毎日ではないのですが、朝方5時頃に眼が覚めることが少なくありません。
頭が冴えて、いろいろなことを考えてしまいます。
もちろん節子のことです。
考えれば考えるほど、頭が冴えてきます。
闘病中のさまざまな情景をはっきりと思い出すこともあります。
時にはやりきれないほどに辛くなります。
楽しかった思い出を思い出すこともありますが、必ずといっていいほど、それはすぐに悲しさに転じます。

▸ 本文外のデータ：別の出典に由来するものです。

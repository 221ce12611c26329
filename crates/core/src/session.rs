use std::collections::VecDeque;
use std::path::{Path, PathBuf};

use atmomix_playback::{Player, SoundSource};
use atmomix_premix::{PremixStore, SlotId, StoreError};
use atmomix_tracks::{RegistryError, Track, TrackId, TrackRegistry};

use crate::config::Config;
use crate::event::Event;
use crate::premix::{DEFAULT_SLOTS, SlotState};
use crate::timer::SessionTimer;

/// Global volume multiplier applied when nothing else is configured, and the
/// value unmute falls back to when no pre-mute snapshot exists.
pub const DEFAULT_MULTIPLIER: f32 = 0.7;

#[derive(Debug, thiserror::Error)]
pub enum MixerError {
    #[error(transparent)]
    Registry(#[from] RegistryError),

    #[error("unknown premix slot '{0}'")]
    UnknownSlot(SlotId),

    #[error("slot '{0}' has no saved premix")]
    EmptySlot(SlotId),

    #[error("premix title is empty")]
    EmptyTitle,

    #[error(transparent)]
    Store(#[from] StoreError),
}

/// Global gain state: one multiplier over every track, plus the mute latch.
///
/// While muted every effective gain is 0 regardless of slider positions; the
/// pre-mute snapshot remembers the per-track percents so unmute can put them
/// back.
#[derive(Debug)]
pub(crate) struct GlobalVolume {
    pub(crate) multiplier: f32,
    pub(crate) muted: bool,
    pub(crate) premute: Option<Vec<(TrackId, u8)>>,
}

impl GlobalVolume {
    fn new(multiplier: f32) -> Self {
        Self {
            multiplier: multiplier.clamp(0.0, 1.0),
            muted: false,
            premute: None,
        }
    }

    /// Effective gain for a slider position: percent/100 x multiplier,
    /// forced to 0 while muted.
    pub(crate) fn effective(&self, percent: u8) -> f32 {
        if self.muted {
            0.0
        } else {
            percent.min(100) as f32 / 100.0 * self.multiplier
        }
    }

    fn percent(&self) -> u8 {
        (self.multiplier * 100.0).round() as u8
    }
}

/// The mixer session: the single owner of track state, playback, premix
/// slots, and the sleep timer.
///
/// Every method runs to completion synchronously on the caller's thread; the
/// audio engine is only ever reached through the [`Player`] seam. The
/// presentation layer calls intents and drains [`poll_events`] afterwards.
///
/// [`poll_events`]: Mixer::poll_events
pub struct Mixer {
    pub(crate) registry: TrackRegistry,
    pub(crate) player: Box<dyn Player>,
    pub(crate) volume: GlobalVolume,
    pub(crate) store: PremixStore,
    pub(crate) slots: Vec<(SlotId, SlotState)>,
    pub(crate) pending_delete: Option<SlotId>,
    pub(crate) timer: SessionTimer,
    pub(crate) events: VecDeque<Event>,
}

impl Mixer {
    pub fn new(registry: TrackRegistry, player: Box<dyn Player>, store: PremixStore) -> Self {
        let slots = DEFAULT_SLOTS.iter().map(|id| SlotId::from(*id)).collect();
        Self::with_slots(registry, player, store, slots)
    }

    /// Build a mixer over an explicit set of premix slots. Slots holding a
    /// persisted premix come up `Saved`; everything else starts `Empty`.
    pub fn with_slots(
        registry: TrackRegistry,
        player: Box<dyn Player>,
        store: PremixStore,
        slot_ids: Vec<SlotId>,
    ) -> Self {
        let saved = store.load_all();
        let slots = slot_ids
            .into_iter()
            .map(|id| {
                let state = match saved.get(&id) {
                    Some(premix) => SlotState::Saved(premix.clone()),
                    None => SlotState::Empty,
                };
                (id, state)
            })
            .collect();

        let mut mixer = Self {
            registry,
            player,
            volume: GlobalVolume::new(DEFAULT_MULTIPLIER),
            store,
            slots,
            pending_delete: None,
            timer: SessionTimer::new(),
            events: VecDeque::new(),
        };
        mixer.sync_all_gains();
        mixer
    }

    /// Assemble a full session: default roster, decoded assets, live cpal
    /// engine, config-resolved premix store.
    ///
    /// A track whose asset fails to decode stays visible but silently
    /// disabled: the engine has no source for it, so starting it is rejected
    /// and reported.
    pub fn start(assets_root: &Path) -> anyhow::Result<Self> {
        let config = Config::load();
        let registry = TrackRegistry::with_default_tracks(assets_root);

        let mut sources = Vec::new();
        for track in registry.list() {
            match atmomix_playback::decode_asset(&track.asset) {
                Ok(audio) => sources.push(SoundSource {
                    id: track.id.clone(),
                    audio,
                }),
                Err(e) => log::warn!(
                    "unable to load {}: {e}; '{}' disabled",
                    track.asset.display(),
                    track.id
                ),
            }
        }

        let player = atmomix_playback::start(sources)?;

        let store_path = config
            .premix_path
            .clone()
            .or_else(PremixStore::default_path)
            .unwrap_or_else(|| PathBuf::from("premixes.json"));

        let mut mixer = Self::new(registry, Box::new(player), PremixStore::new(store_path));
        if let Some(percent) = config.global_volume {
            mixer.set_global_volume(percent);
        }
        Ok(mixer)
    }

    // ------------------------------------------------------------------
    // Track playback
    // ------------------------------------------------------------------

    /// Toggle one track between stopped and playing.
    ///
    /// Starting restarts the loop from position zero, with the gain applied
    /// before the start request so the sound comes in at its slider level.
    /// A rejected start is reported and leaves the track stopped; the user
    /// can simply click again.
    pub fn toggle_track(&mut self, id: &TrackId) -> Result<(), MixerError> {
        let (playing, percent) = {
            let track = self.registry.get(id)?;
            (track.playing, track.volume)
        };

        if playing {
            self.player.pause(id);
            self.registry.set_playing(id, false)?;
            self.emit(Event::TrackStopped(id.clone()));
        } else {
            self.player.set_gain(id, self.volume.effective(percent));
            match self.player.start(id) {
                Ok(()) => {
                    self.registry.set_playing(id, true)?;
                    self.emit(Event::TrackStarted(id.clone()));
                }
                Err(e) => log::warn!("unable to start '{id}': {e}"),
            }
        }
        Ok(())
    }

    /// Move a track's volume slider. The effective gain changes immediately
    /// whether or not the track is playing.
    pub fn set_track_volume(&mut self, id: &TrackId, percent: u8) -> Result<(), MixerError> {
        self.registry.set_volume(id, percent)?;
        let percent = self.registry.get(id)?.volume;
        self.player.set_gain(id, self.volume.effective(percent));
        self.emit(Event::TrackVolumeChanged {
            id: id.clone(),
            percent,
        });
        Ok(())
    }

    /// Move the global volume slider (0-100); re-applies every track's gain
    /// from its last-set percent.
    pub fn set_global_volume(&mut self, percent: u8) {
        let percent = percent.min(100);
        self.volume.multiplier = percent as f32 / 100.0;
        self.sync_all_gains();
        self.emit(Event::GlobalVolumeChanged { percent });
    }

    /// Mute everything, remembering each track's slider position first.
    /// Calling mute while already muted never overwrites the snapshot.
    pub fn mute_all(&mut self) {
        if self.volume.muted {
            return;
        }
        self.volume.premute = Some(
            self.registry
                .list()
                .iter()
                .map(|t| (t.id.clone(), t.volume))
                .collect(),
        );
        self.volume.muted = true;
        self.sync_all_gains();
        self.emit(Event::MuteChanged(true));
    }

    /// Unmute, restoring the pre-mute slider positions. With no snapshot
    /// (unmute as the very first action) the multiplier falls back to the
    /// 0.7 default and current percents are re-applied.
    pub fn unmute_all(&mut self) {
        let was_muted = self.volume.muted;
        self.volume.muted = false;

        match self.volume.premute.take() {
            Some(saved) => {
                for (id, percent) in saved {
                    let _ = self.registry.set_volume(&id, percent);
                    self.player.set_gain(&id, self.volume.effective(percent));
                    self.emit(Event::TrackVolumeChanged { id, percent });
                }
            }
            None => {
                self.volume.multiplier = DEFAULT_MULTIPLIER;
                self.sync_all_gains();
                self.emit(Event::GlobalVolumeChanged {
                    percent: self.volume.percent(),
                });
            }
        }

        if was_muted {
            self.emit(Event::MuteChanged(false));
        }
    }

    pub fn mute_toggle(&mut self) {
        if self.volume.muted {
            self.unmute_all();
        } else {
            self.mute_all();
        }
    }

    /// Stop every track and reset positions; also demotes any `Playing`
    /// premix slot back to `Saved`. Precondition of every premix restore and
    /// the sleep timer's shutoff action.
    pub fn stop_all(&mut self) {
        self.player.stop_all();
        let playing: Vec<TrackId> = self
            .registry
            .list()
            .iter()
            .filter(|t| t.playing)
            .map(|t| t.id.clone())
            .collect();
        for id in playing {
            let _ = self.registry.set_playing(&id, false);
            self.emit(Event::TrackStopped(id));
        }
        self.demote_playing_slots();
    }

    /// Re-apply the effective gain of every track from its current percent.
    pub(crate) fn sync_all_gains(&mut self) {
        let tracks: Vec<(TrackId, u8)> = self
            .registry
            .list()
            .iter()
            .map(|t| (t.id.clone(), t.volume))
            .collect();
        for (id, percent) in tracks {
            self.player.set_gain(&id, self.volume.effective(percent));
        }
    }

    // ------------------------------------------------------------------
    // Sleep timer
    // ------------------------------------------------------------------

    pub fn timer(&self) -> &SessionTimer {
        &self.timer
    }

    pub fn timer_toggle(&mut self) {
        self.timer.toggle();
    }

    pub fn timer_reset(&mut self) {
        self.timer.reset();
    }

    /// One-second host tick. When the countdown reaches zero every sound is
    /// stopped.
    pub fn timer_tick(&mut self) {
        if self.timer.tick() {
            self.stop_all();
            self.emit(Event::TimerFinished);
        }
    }

    // ------------------------------------------------------------------
    // Observation
    // ------------------------------------------------------------------

    pub fn tracks(&self) -> &[Track] {
        self.registry.list()
    }

    pub fn track(&self, id: &TrackId) -> Result<&Track, MixerError> {
        Ok(self.registry.get(id)?)
    }

    pub fn global_volume_percent(&self) -> u8 {
        self.volume.percent()
    }

    pub fn is_muted(&self) -> bool {
        self.volume.muted
    }

    /// Drain queued state-change notifications for the presentation layer.
    pub fn poll_events(&mut self) -> Vec<Event> {
        self.events.drain(..).collect()
    }

    pub(crate) fn emit(&mut self, event: Event) {
        self.events.push_back(event);
    }
}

もうそうした楽しさは私たちの前にはないことが、悲しさと寂しさを倍加させるのです。

声を出して節子と話すこともあります。
いくら声を出して呼んでも、節子の返事がないため、私が信じていた「輪廻転生」への疑問も生じそうです。
輪廻転生がないとすれば、私は生きる気力を完全に失いかねませんので、それはできるだけ考えないようにしています。

愛する人を失った人はみんなこうなのでしょうか。
それにしても、あまりにも辛い時間です。
節子がいた頃は、5時に眼が覚めるとベッドを離れて仕事をすることにしていました。
隣で寝ているとどうしても節子を起こしてしまうからです。
節子に気づかれないようにベッドを離れるのですが、いつも節子は「もう起きるの」と半分寝ながら声をかけてくれました。
しかし、節子のいない今はベッドを出る気にはなれません。
節子がいない世界で、やらなければならない急ぎのことなど何もないからです。

茫然自失しながら、節子と過ごす時間。
このブログに書いていることのほとんどすべてが、その時間に思いつくことです。
ブログに書くことができるので、私は自らの気を鎮めることができているのです。
そうでなければ、毎朝眼が覚めて考えることの罪の意識や後悔の念、あるいはこれから先の生きる力などの重さにへこたれて、朝、起き出せなくなってしまっているかもしれません。
きっと節子がこのブログを通して、私にいのちをあたえてくれているのでしょう。
節子は今もまだ、私を支えてくれているのです。
ありがとう、節子。
明日の朝はどんな話ができるかね。